▶ [TASK REQUIREMENTS]: Filter the entries below, keeping only lines with "impl".

Saved data entries:
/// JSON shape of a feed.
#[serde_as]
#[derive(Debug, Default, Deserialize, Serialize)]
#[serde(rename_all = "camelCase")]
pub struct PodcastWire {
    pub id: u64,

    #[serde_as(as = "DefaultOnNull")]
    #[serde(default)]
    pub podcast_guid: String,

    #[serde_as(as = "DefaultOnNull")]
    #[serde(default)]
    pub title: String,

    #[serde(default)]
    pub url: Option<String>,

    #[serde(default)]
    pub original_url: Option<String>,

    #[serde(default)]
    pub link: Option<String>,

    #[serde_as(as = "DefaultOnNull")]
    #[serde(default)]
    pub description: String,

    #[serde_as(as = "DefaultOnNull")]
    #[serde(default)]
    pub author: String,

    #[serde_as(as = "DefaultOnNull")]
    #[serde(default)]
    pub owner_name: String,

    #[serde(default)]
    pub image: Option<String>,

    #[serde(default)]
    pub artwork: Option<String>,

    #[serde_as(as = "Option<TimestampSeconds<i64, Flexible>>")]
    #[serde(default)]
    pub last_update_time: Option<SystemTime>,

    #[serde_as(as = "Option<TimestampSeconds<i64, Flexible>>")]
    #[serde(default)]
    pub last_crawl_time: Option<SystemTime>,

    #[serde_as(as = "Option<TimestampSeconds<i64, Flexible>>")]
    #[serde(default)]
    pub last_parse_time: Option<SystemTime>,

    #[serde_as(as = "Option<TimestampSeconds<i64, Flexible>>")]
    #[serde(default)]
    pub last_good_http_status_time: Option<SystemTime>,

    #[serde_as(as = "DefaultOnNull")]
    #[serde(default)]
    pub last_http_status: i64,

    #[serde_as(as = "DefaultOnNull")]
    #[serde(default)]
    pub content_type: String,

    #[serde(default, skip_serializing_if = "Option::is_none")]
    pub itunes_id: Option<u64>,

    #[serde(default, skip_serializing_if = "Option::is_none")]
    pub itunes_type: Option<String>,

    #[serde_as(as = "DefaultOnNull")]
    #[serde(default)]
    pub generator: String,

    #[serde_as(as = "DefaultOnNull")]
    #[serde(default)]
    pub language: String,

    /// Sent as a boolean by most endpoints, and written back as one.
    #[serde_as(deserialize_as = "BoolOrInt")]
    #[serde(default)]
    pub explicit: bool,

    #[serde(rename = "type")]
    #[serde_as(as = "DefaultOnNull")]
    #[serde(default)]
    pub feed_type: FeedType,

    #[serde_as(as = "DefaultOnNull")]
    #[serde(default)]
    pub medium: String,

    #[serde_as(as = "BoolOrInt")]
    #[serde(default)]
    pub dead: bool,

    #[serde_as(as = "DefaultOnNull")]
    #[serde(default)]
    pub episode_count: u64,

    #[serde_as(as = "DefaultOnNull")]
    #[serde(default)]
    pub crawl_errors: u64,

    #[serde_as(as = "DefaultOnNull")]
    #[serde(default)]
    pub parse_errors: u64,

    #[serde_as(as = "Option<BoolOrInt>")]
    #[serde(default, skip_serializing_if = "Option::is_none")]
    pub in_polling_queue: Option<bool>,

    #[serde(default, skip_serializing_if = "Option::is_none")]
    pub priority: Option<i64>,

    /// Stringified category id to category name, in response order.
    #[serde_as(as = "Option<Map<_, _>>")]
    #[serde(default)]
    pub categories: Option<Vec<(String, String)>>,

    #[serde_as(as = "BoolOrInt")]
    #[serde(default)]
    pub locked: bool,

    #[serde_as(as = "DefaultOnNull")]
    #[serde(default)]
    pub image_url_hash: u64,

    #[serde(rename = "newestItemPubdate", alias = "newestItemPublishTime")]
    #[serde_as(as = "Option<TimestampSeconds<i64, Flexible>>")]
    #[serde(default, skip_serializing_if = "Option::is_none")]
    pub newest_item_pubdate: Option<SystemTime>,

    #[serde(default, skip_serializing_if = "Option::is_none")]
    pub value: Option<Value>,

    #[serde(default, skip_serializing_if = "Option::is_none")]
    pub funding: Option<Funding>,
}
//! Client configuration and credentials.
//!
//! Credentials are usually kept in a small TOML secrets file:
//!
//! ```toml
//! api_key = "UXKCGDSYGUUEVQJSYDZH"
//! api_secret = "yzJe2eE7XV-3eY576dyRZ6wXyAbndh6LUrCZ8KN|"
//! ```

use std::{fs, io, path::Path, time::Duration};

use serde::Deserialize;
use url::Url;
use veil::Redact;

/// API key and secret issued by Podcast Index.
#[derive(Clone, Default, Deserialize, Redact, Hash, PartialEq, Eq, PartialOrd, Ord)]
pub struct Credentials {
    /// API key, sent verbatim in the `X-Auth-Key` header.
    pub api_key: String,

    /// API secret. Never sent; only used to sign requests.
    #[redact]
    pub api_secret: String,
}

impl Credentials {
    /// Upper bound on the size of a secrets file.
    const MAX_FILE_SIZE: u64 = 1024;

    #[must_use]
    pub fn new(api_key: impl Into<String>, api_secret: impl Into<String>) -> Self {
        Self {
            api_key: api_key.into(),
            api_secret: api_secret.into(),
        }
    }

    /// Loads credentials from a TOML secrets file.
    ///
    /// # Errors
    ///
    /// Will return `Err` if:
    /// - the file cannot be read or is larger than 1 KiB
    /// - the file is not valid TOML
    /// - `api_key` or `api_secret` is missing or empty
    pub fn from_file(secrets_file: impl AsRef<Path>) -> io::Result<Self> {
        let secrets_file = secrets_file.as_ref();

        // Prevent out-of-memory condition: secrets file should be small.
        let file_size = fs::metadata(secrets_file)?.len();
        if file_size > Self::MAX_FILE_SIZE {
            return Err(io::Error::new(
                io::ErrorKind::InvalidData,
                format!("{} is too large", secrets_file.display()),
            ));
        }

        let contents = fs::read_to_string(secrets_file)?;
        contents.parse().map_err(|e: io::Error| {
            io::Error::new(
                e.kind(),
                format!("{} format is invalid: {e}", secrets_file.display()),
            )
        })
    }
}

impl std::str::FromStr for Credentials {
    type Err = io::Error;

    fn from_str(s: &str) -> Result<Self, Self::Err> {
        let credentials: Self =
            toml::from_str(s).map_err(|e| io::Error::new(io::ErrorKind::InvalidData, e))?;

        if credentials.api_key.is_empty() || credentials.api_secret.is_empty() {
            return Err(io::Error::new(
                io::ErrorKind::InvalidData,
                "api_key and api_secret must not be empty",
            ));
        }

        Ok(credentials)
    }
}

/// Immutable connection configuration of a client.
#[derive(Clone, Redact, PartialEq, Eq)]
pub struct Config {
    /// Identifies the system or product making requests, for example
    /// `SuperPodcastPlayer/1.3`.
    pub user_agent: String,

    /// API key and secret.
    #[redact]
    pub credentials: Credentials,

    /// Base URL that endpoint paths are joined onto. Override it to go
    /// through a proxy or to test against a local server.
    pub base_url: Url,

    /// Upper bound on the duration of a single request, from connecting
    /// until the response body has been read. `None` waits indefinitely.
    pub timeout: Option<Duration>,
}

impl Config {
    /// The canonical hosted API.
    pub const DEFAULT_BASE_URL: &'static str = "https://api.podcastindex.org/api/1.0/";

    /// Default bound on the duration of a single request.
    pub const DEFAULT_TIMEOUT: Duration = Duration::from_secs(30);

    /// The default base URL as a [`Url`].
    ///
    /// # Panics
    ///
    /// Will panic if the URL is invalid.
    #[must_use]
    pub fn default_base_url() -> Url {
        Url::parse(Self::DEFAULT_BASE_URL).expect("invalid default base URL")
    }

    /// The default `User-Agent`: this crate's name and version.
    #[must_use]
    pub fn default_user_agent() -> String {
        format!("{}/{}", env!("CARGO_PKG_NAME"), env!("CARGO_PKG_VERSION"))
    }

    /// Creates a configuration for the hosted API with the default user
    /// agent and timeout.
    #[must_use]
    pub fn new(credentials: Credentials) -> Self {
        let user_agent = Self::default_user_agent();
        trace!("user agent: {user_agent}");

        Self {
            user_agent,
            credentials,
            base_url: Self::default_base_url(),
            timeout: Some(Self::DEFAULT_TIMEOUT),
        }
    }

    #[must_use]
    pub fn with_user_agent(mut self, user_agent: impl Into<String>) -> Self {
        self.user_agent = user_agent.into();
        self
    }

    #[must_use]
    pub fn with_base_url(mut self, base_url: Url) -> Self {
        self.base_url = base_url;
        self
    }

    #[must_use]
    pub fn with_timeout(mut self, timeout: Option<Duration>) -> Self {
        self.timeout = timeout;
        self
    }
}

▶ [EXERCISE ANSWER]:
impl Credentials {
    pub fn new(api_key: impl Into<String>, api_secret: impl Into<String>) -> Self {
    pub fn from_file(secrets_file: impl AsRef<Path>) -> io::Result<Self> {
impl std::str::FromStr for Credentials {
impl Config {
    pub fn with_user_agent(mut self, user_agent: impl Into<String>) -> Self {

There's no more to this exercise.